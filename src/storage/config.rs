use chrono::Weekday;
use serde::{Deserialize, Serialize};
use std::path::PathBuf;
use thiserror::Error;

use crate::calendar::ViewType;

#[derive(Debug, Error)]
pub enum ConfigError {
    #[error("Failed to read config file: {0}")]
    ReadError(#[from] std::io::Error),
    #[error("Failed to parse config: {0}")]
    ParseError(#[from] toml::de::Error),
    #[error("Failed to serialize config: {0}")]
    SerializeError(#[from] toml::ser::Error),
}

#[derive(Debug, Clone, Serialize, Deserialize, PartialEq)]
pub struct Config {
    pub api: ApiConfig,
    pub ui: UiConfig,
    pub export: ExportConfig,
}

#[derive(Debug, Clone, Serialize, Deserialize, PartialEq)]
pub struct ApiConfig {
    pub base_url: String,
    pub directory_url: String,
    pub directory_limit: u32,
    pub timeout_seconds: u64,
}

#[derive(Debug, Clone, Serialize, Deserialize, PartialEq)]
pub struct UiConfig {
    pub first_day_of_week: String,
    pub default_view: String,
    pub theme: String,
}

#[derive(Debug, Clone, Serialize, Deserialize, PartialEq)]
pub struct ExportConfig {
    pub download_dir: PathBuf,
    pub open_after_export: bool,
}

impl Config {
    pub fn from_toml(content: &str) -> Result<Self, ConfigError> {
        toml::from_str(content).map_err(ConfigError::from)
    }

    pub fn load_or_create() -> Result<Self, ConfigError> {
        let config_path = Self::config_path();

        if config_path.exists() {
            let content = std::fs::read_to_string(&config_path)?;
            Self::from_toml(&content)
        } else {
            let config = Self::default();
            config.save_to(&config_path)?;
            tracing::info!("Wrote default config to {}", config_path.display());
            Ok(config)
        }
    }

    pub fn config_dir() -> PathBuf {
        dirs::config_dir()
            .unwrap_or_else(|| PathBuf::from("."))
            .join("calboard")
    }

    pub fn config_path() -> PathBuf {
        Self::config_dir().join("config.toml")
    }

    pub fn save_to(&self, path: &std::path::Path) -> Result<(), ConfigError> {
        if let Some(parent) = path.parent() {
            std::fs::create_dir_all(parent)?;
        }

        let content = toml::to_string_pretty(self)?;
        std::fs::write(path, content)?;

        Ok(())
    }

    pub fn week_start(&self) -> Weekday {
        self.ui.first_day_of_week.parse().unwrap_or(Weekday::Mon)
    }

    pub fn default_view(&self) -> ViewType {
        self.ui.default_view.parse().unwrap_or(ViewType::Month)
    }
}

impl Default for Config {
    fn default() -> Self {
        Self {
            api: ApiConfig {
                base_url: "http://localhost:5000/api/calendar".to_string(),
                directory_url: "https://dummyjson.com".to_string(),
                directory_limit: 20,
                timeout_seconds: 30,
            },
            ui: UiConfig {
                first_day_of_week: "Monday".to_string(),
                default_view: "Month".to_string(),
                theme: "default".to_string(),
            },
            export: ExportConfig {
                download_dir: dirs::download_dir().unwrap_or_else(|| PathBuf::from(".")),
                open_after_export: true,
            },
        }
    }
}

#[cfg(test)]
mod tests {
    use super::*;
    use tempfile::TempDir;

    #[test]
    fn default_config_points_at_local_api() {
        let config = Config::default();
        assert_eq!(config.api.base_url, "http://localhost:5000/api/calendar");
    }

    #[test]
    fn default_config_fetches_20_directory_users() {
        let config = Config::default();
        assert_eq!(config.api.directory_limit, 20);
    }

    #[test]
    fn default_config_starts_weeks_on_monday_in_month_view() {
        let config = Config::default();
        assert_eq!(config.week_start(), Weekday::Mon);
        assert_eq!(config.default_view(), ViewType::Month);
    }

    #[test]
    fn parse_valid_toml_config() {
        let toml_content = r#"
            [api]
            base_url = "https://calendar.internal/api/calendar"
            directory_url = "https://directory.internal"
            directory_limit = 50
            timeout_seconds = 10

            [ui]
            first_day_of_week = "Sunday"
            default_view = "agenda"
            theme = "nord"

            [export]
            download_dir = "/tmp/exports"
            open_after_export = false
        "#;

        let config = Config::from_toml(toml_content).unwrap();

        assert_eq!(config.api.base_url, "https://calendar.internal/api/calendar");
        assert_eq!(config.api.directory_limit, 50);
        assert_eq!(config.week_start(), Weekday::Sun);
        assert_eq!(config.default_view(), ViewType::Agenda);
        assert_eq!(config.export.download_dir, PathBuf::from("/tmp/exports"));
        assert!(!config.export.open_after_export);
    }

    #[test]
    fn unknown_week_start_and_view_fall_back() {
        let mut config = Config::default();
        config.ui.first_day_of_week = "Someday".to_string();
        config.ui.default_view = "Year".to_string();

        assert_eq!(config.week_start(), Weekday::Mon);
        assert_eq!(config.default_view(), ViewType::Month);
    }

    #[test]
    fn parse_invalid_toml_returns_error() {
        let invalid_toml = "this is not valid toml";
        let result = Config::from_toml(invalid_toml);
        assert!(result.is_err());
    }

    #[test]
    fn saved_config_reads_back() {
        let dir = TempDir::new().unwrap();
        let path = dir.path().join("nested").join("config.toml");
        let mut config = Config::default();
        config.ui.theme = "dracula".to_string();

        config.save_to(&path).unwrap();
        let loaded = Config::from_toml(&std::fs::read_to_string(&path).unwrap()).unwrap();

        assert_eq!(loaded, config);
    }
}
* * * * * * * * *
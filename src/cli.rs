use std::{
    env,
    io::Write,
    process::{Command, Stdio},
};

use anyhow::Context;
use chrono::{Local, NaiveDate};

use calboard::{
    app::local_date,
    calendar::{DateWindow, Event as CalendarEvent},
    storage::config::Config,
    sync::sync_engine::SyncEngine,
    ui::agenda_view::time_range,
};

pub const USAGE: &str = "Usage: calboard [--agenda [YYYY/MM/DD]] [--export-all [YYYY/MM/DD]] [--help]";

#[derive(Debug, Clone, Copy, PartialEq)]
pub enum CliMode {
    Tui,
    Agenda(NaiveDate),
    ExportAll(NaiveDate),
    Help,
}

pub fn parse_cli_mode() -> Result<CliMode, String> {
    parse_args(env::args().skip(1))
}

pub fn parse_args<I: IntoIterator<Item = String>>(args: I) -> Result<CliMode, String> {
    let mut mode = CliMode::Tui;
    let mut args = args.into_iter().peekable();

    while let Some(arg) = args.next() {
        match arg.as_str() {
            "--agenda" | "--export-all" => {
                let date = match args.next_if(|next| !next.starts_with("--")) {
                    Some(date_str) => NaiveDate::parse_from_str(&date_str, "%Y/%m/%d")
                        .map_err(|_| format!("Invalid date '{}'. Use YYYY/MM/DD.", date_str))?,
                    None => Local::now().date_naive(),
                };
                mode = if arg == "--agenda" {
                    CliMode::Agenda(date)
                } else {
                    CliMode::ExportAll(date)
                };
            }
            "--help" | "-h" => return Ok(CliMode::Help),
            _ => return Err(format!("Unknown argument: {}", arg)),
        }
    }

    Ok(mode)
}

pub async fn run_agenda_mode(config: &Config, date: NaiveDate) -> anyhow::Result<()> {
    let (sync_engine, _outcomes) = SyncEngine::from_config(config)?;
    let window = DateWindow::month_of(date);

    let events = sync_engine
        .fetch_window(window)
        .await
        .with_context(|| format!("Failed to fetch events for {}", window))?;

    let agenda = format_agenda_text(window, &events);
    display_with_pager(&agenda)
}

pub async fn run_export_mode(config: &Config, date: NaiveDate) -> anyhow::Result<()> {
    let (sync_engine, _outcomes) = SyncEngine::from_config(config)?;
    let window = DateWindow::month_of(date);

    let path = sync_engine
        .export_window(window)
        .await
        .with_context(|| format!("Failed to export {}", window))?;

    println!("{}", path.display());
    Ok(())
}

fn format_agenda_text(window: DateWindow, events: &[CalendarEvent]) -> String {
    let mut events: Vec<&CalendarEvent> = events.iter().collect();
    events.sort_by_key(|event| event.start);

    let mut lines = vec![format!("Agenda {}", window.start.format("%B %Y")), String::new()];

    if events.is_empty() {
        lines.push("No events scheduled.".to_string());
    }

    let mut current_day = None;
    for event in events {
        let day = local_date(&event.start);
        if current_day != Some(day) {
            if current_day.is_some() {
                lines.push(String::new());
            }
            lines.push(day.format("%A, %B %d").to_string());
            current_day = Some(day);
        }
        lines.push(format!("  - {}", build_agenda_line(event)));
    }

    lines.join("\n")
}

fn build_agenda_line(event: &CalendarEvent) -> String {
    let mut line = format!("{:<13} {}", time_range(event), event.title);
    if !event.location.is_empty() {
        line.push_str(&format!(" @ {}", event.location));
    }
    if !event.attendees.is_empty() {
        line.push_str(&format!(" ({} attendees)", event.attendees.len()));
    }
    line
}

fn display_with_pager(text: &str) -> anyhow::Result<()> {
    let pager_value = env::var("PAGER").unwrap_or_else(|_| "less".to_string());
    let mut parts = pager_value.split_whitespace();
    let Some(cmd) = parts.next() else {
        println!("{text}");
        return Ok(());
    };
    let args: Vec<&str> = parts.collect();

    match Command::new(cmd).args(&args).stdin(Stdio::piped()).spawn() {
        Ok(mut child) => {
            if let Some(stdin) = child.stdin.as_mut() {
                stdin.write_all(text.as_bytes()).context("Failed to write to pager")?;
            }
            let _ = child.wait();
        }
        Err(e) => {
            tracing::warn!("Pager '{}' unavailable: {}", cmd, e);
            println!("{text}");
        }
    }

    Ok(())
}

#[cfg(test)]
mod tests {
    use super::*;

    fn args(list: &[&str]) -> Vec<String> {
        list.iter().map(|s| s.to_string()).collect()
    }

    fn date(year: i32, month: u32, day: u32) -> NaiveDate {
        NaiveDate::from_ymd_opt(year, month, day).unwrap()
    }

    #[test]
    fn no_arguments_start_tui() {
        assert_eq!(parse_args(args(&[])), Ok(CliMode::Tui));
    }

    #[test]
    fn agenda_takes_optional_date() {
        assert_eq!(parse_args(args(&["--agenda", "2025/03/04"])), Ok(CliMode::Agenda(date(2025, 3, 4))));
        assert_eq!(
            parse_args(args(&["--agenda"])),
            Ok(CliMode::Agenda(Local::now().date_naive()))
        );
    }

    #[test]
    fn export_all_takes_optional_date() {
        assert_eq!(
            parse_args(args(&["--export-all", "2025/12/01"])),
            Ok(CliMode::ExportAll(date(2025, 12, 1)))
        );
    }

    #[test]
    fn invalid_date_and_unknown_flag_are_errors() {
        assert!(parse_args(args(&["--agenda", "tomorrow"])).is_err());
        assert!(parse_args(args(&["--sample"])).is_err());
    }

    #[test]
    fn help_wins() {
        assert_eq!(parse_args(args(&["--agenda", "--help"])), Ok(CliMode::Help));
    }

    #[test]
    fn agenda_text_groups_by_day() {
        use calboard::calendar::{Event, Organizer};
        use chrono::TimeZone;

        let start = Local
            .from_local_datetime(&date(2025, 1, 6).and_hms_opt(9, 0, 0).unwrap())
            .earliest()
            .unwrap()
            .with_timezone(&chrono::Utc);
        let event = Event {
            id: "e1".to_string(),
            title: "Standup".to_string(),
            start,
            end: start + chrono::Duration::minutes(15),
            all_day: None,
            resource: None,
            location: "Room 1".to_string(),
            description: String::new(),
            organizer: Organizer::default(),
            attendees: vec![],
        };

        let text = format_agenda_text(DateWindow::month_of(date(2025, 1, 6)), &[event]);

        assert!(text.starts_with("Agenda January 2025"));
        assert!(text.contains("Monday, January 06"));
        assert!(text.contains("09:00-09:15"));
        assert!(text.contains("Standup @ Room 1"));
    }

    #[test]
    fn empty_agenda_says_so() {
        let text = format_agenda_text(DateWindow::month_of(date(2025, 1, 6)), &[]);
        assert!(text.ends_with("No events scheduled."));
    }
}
* * * * * * * * *
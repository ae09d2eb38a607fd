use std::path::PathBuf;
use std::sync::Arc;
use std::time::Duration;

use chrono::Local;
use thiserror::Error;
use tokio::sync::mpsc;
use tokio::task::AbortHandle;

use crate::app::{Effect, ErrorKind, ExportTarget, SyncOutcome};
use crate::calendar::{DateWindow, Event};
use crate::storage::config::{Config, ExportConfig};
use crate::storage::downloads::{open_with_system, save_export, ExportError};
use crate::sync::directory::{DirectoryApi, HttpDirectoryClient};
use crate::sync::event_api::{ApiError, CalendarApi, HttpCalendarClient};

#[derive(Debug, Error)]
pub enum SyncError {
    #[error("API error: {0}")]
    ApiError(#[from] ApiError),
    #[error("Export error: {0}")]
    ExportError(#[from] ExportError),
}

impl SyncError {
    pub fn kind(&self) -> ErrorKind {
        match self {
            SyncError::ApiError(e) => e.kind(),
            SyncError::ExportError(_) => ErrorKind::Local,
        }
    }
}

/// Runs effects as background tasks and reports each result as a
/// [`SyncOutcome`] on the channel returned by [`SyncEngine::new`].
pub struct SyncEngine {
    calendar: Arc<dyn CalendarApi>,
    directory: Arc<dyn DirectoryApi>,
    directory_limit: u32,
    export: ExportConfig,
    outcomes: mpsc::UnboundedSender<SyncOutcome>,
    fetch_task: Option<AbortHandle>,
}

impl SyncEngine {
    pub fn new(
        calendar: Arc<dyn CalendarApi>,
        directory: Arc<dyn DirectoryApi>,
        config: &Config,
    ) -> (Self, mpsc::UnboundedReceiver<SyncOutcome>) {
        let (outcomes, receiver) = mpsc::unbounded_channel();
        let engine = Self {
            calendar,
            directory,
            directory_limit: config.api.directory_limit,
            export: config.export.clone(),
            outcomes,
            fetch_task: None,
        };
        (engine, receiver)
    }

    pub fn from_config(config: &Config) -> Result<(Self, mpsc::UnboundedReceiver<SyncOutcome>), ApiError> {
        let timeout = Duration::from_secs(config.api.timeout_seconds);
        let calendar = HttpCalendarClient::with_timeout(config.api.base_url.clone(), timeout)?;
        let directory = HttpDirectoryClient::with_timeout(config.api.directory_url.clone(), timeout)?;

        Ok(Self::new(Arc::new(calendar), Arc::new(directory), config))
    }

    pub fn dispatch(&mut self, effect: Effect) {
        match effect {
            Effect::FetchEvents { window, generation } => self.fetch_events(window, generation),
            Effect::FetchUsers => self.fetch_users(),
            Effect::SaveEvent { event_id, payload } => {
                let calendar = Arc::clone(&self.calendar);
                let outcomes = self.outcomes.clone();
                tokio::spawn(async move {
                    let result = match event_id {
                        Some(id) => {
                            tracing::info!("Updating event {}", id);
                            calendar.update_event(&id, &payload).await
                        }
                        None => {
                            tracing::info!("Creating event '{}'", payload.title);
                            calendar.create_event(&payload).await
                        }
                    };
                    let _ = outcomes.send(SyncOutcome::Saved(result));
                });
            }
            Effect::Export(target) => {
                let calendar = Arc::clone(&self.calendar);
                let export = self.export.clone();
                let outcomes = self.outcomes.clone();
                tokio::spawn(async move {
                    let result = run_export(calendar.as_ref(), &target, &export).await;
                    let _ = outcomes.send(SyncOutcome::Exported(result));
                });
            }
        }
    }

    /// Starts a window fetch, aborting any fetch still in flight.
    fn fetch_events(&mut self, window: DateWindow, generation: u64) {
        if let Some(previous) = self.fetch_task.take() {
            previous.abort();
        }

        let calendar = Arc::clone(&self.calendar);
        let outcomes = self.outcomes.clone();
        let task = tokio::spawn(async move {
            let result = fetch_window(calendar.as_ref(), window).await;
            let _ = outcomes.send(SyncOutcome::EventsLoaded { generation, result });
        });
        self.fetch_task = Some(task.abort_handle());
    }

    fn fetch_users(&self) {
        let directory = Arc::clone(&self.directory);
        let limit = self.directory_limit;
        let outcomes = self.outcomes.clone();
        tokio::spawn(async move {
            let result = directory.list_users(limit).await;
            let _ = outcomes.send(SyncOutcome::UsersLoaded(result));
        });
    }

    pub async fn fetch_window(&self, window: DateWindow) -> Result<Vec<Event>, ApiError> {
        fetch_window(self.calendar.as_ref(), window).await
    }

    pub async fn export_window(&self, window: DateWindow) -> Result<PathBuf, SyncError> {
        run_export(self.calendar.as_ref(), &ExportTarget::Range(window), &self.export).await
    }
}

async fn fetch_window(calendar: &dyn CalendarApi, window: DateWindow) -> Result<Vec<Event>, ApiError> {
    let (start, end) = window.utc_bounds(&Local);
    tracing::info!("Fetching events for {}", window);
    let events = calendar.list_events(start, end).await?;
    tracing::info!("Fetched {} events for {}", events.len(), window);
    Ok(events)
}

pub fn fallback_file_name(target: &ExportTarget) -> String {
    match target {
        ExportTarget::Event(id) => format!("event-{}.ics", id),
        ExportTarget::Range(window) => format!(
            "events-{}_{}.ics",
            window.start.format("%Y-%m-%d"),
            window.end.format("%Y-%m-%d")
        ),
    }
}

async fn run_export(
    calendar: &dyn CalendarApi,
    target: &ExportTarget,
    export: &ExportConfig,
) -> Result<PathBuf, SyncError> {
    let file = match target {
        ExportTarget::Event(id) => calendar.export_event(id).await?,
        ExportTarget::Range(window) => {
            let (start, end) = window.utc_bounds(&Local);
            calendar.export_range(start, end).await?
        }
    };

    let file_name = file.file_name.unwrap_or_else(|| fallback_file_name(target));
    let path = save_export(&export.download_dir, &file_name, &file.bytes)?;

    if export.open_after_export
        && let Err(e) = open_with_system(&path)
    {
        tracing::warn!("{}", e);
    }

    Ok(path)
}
* * * * * * * * *
**WHAT THIS TASK INVOLVES**
For each line above that includes "payload", copy the line.

**OUTPUT FOR THIS TASK**
            Effect::SaveEvent { event_id, payload } => {
                            calendar.update_event(&id, &payload).await
                            tracing::info!("Creating event '{}'", payload.title);
                            calendar.create_event(&payload).await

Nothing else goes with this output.